Immer, wenn man denkt, die Perfidie bei den Staatsfunkern bezüglich der Berichterstattung über Israel ist nicht mehr zu überbieten, beweist ein anderer Staatsfunker, dass es immer noch schlimmer geht.

Den vorläufigen Tiefpunkt setzt Herr Friedbert Meurer vom Deutschlandfunk in einem Interview mit dem israelischen Politologen Natan Sznaider, das am 2. August ausgestrahlt wurde.

Zu Beginn des Interviews wird Snaider von Meurer vorgehalten, dass Israel weltweit am Pranger stehe, mit jedem Bombenwurf auf zivile Opfer.

Kein Wort darüber, dass die Hamas Zivilisten als menschliche Schutzschilde missbraucht, damit sie mit Bildern von zivilen Opfern Propaganda machen kann.

Kein Wort, dass die Hamas seit Wochen Israel beschießt und Gelder, die sie für den Bau von Schulen gespendet bekam, für den Bau von militärischen Tunneln verwandte.

Nein, Herr Meurer vom DLF will von Sznaider wissen, warum 9 von 10 Israelis für die Fortsetzung des Kampfes gegen die Hamas sind und warum die Toten im Gaza- Streifen die Israelis so wenig berühren.

Die Antwort, dass man selbst unter Beschuss liege und so ein Mitgefühl eher in friedlichen Zeiten entwickeln könne, will Meurer nicht gelten lassen.

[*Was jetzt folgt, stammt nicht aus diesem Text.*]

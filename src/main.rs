//! Reclamation Planner CLI
//!
//! Runs one scenario against the calibrated plan and prints the KPI ribbon,
//! the per-year table, and the final-year unit-economics waterfall.

use std::fs::File;
use std::io::Write;
use std::path::PathBuf;

use anyhow::Context;
use clap::Parser;

use reclamation_planner::report::{comparison_series, format_currency, waterfall};
use reclamation_planner::{
    BaselineModel, CostBasis, PricingBasis, ProjectionResult, ScenarioParameters, ScenarioRunner,
    ScenarioSchedule,
};

#[derive(Debug, Parser)]
#[command(
    name = "reclamation_planner",
    about = "Scenario projection for the reclamation business plan"
)]
struct Cli {
    /// Volume variance in percent (homes processed)
    #[arg(long = "volume", default_value_t = 0.0)]
    volume_variance: f64,

    /// Recovery yield variance in percent
    #[arg(long = "yield", default_value_t = 0.0)]
    yield_variance: f64,

    /// Lumber price variance in percent
    #[arg(long = "price", default_value_t = 0.0)]
    price_variance: f64,

    /// Tipping-fee negotiating power variance in percent
    #[arg(long = "tipping", default_value_t = 0.0)]
    tipping_variance: f64,

    /// Direct cost variance in percent
    #[arg(long = "cost", default_value_t = 0.0)]
    cost_variance: f64,

    /// Use the flat per-home cost table instead of margin-derived costs
    #[arg(long)]
    per_home_costs: bool,

    /// Price lumber by Premium/Builder/Industrial segments instead of blended
    #[arg(long)]
    segmented: bool,

    /// Load baseline constants from a CSV directory instead of the built-in v5.4 plan
    #[arg(long)]
    baseline_dir: Option<PathBuf>,

    /// Write full projection rows to a CSV file
    #[arg(long)]
    csv: Option<PathBuf>,
}

fn main() -> anyhow::Result<()> {
    env_logger::init();
    let cli = Cli::parse();

    let mut baseline = match &cli.baseline_dir {
        Some(dir) => BaselineModel::from_csv_path(dir)
            .with_context(|| format!("loading baseline from {}", dir.display()))?,
        None => BaselineModel::v54(),
    };
    if cli.per_home_costs {
        baseline.cost_basis = CostBasis::v54_per_home();
    }
    if cli.segmented {
        baseline.pricing = PricingBasis::v54_segmented();
    }
    baseline.validate().context("baseline failed validation")?;

    let params = ScenarioParameters::new(
        cli.volume_variance,
        cli.yield_variance,
        cli.price_variance,
        cli.tipping_variance,
        cli.cost_variance,
    );
    let schedule = ScenarioSchedule::Uniform(params);

    let runner = ScenarioRunner::with_baseline(baseline);
    let result = runner.run(&schedule);
    let summary = result.summary();

    println!("Reclamation Planner v0.1.0");
    println!("==========================\n");
    println!(
        "Scenario: {:+.0}% volume | {:+.0}% yield | {:+.0}% price | {:+.0}% tipping | {:+.0}% cost\n",
        params.volume_variance,
        params.yield_variance,
        params.price_variance,
        params.tipping_variance,
        params.cost_variance,
    );

    // KPI ribbon, final year is the exit year
    let variance = summary
        .final_year_variance_to_plan
        .map(|v| format!("{:+.1}% vs plan", v))
        .unwrap_or_else(|| "n/a vs plan".to_string());
    let efficiency = summary
        .final_year_margin_percent
        .map(|m| format!("{:.1}%", m))
        .unwrap_or_else(|| "n/a".to_string());

    println!(
        "Final Year Revenue:   {:>14}  ({})",
        format_currency(summary.final_year_revenue),
        variance
    );
    println!(
        "Final Year Margin:    {:>14}",
        format_currency(summary.final_year_margin)
    );
    println!("Operating Efficiency: {:>14}", efficiency);
    println!(
        "Cumulative Revenue:   {:>14}",
        format_currency(summary.cumulative_revenue)
    );
    println!(
        "Cumulative Margin:    {:>14}\n",
        format_currency(summary.cumulative_margin)
    );

    // Per-year table
    println!(
        "{:<8} {:>9} {:>15} {:>14} {:>15} {:>14} {:>15} {:>15}",
        "Year", "Homes", "Lumber", "Other", "Revenue", "Costs", "Margin", "Plan"
    );
    println!("{}", "-".repeat(116));
    for row in &result.rows {
        println!(
            "{:<8} {:>9.0} {:>15} {:>14} {:>15} {:>14} {:>15} {:>15}",
            row.year,
            row.adjusted_homes,
            format_currency(row.lumber_revenue),
            format_currency(row.other_revenue),
            format_currency(row.total_revenue),
            format_currency(row.direct_costs),
            format_currency(row.gross_margin),
            format_currency(row.baseline_revenue),
        );
    }

    // Final-year waterfall
    if let Some(last) = result.rows.last() {
        println!("\n{} Unit Economics Walk:", last.year);
        for step in waterfall(last) {
            println!("  {:<15} {:>15}", step.label, format_currency(step.amount));
        }
    }

    // Plan-vs-scenario pairs, the comparison chart feed
    println!("\nRevenue vs Plan:");
    for point in comparison_series(&result) {
        println!(
            "  {:<8} plan {:>15}  scenario {:>15}",
            point.year,
            format_currency(point.baseline_revenue),
            format_currency(point.scenario_revenue),
        );
    }

    if let Some(path) = &cli.csv {
        write_csv(path, &result)
            .with_context(|| format!("writing projection CSV to {}", path.display()))?;
        println!("\nFull results written to: {}", path.display());
    }

    Ok(())
}

/// Write all projection rows to CSV with unformatted values
fn write_csv(path: &PathBuf, result: &ProjectionResult) -> anyhow::Result<()> {
    let mut file = File::create(path)?;

    writeln!(
        file,
        "Year,AdjustedHomes,AdjustedRecovery,TotalBoardFeet,LumberRevenue,OtherRevenue,TotalRevenue,DirectCosts,GrossMargin,MarginPercent,RevenuePerHome,BaselineRevenue,NonOperatingInflow,TotalCashInflow"
    )?;
    for row in &result.rows {
        writeln!(
            file,
            "{},{:.2},{:.4},{:.2},{:.2},{:.2},{:.2},{:.2},{:.2},{},{},{:.2},{:.2},{:.2}",
            row.year,
            row.adjusted_homes,
            row.adjusted_recovery,
            row.total_board_feet,
            row.lumber_revenue,
            row.other_revenue,
            row.total_revenue,
            row.direct_costs,
            row.gross_margin,
            row.margin_percent
                .map(|m| format!("{:.2}", m))
                .unwrap_or_default(),
            row.revenue_per_home
                .map(|r| format!("{:.2}", r))
                .unwrap_or_default(),
            row.baseline_revenue,
            row.non_operating_inflow,
            row.total_cash_inflow,
        )?;
    }
    Ok(())
}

Im Gegenteil.

Wie intensiv die Bilder von „verletzten Kindern, Blutlachen auf den Straßen u.s.w. im israelischen Fernsehen“ gezeigt werden, will der DLF- Mann weiter wissen.

 

Dass man sich im israelischen Fernsehen hauptsächlich mit dem Leid der eigenen Landsleute und den Verbrechen der Hamas befasst, findet der DLF- Mann offenbar unerhört.

Und dann kommt diese ungeheuerliche Passage:

„Also die Hamas wird ja hier auch kritisiert, Herr Sznaider, es fragen sich aber viele hier in Deutschland, auf israelischer Seite sind, ich glaube, bisher drei Zivilisten ums Leben gekommen. In Tel Aviv die Menschen heute Nacht bei dem Raketenalarm, viele drehen sich im Bett von links nach rechts um, umgekehrt haben wir über 1.000 Tote im Gazastreifen - ist es da wirklich unmöglich für jemanden, auch einmal daran zu denken, wie schlimm es im Gazastreifen ist, vielleicht sogar doppelt schlimmer als in Tel Aviv.“

Weil Herr Sznaider trotz dieser Unverschämtheit noch nicht auflegt, muss er sich auch noch die Frage gefallen lassen, ob er persönlich Mitleid mit den Menschen in Gaza habe.

Meine Frage an Herrn Meurer und den Deutschlandfunk, der sich nicht zu schade ist, solche Interviews zu senden:

„ Wie viele Tote in Israel hätten Sie den gern, bevor Sie sich zu einer fairen Berichterstattung über Israel aufraffen können?

 

Ich gehöre jedenfalls zu den hoffentlich vielen Menschen in Deutschland, die sich fragen, warum sie mit ihren Gebühren solche journalistischen Schurkenstücke finanzieren müssen.